Your objective:
One part of the entries below is wanted: the lines from the one containing "use genqueue_events::StreamFanOut;" through the one containing "pub mod handlers;". Write those out exactly and nothing else.

Supplied records:

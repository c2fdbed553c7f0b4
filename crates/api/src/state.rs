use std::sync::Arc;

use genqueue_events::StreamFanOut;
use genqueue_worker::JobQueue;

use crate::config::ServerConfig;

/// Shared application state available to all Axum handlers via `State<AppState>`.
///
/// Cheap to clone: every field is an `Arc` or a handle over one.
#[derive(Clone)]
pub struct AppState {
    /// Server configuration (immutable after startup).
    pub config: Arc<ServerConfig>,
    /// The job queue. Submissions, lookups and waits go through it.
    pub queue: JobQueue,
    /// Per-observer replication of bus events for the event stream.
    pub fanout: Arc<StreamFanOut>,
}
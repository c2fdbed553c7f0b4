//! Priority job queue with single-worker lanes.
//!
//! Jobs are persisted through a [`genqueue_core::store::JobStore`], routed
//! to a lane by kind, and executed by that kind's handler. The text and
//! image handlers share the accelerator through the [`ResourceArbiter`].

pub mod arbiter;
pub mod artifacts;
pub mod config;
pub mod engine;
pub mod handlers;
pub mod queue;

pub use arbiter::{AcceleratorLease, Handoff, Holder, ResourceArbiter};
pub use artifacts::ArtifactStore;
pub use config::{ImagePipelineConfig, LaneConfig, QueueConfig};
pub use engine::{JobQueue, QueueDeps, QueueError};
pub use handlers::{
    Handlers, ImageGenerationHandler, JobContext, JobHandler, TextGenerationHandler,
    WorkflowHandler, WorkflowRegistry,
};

Response:
use genqueue_events::StreamFanOut;
use genqueue_worker::JobQueue;

use crate::config::ServerConfig;

/// Shared application state available to all Axum handlers via `State<AppState>`.
///
/// Cheap to clone: every field is an `Arc` or a handle over one.
#[derive(Clone)]
pub struct AppState {
    /// Server configuration (immutable after startup).
    pub config: Arc<ServerConfig>,
    /// The job queue. Submissions, lookups and waits go through it.
    pub queue: JobQueue,
    /// Per-observer replication of bus events for the event stream.
    pub fanout: Arc<StreamFanOut>,
}
repository c2fdbed553c7f0b4
//! Priority job queue with single-worker lanes.
//!
//! Jobs are persisted through a [`genqueue_core::store::JobStore`], routed
//! to a lane by kind, and executed by that kind's handler. The text and
//! image handlers share the accelerator through the [`ResourceArbiter`].

pub mod arbiter;
pub mod artifacts;
pub mod config;
pub mod engine;
pub mod handlers;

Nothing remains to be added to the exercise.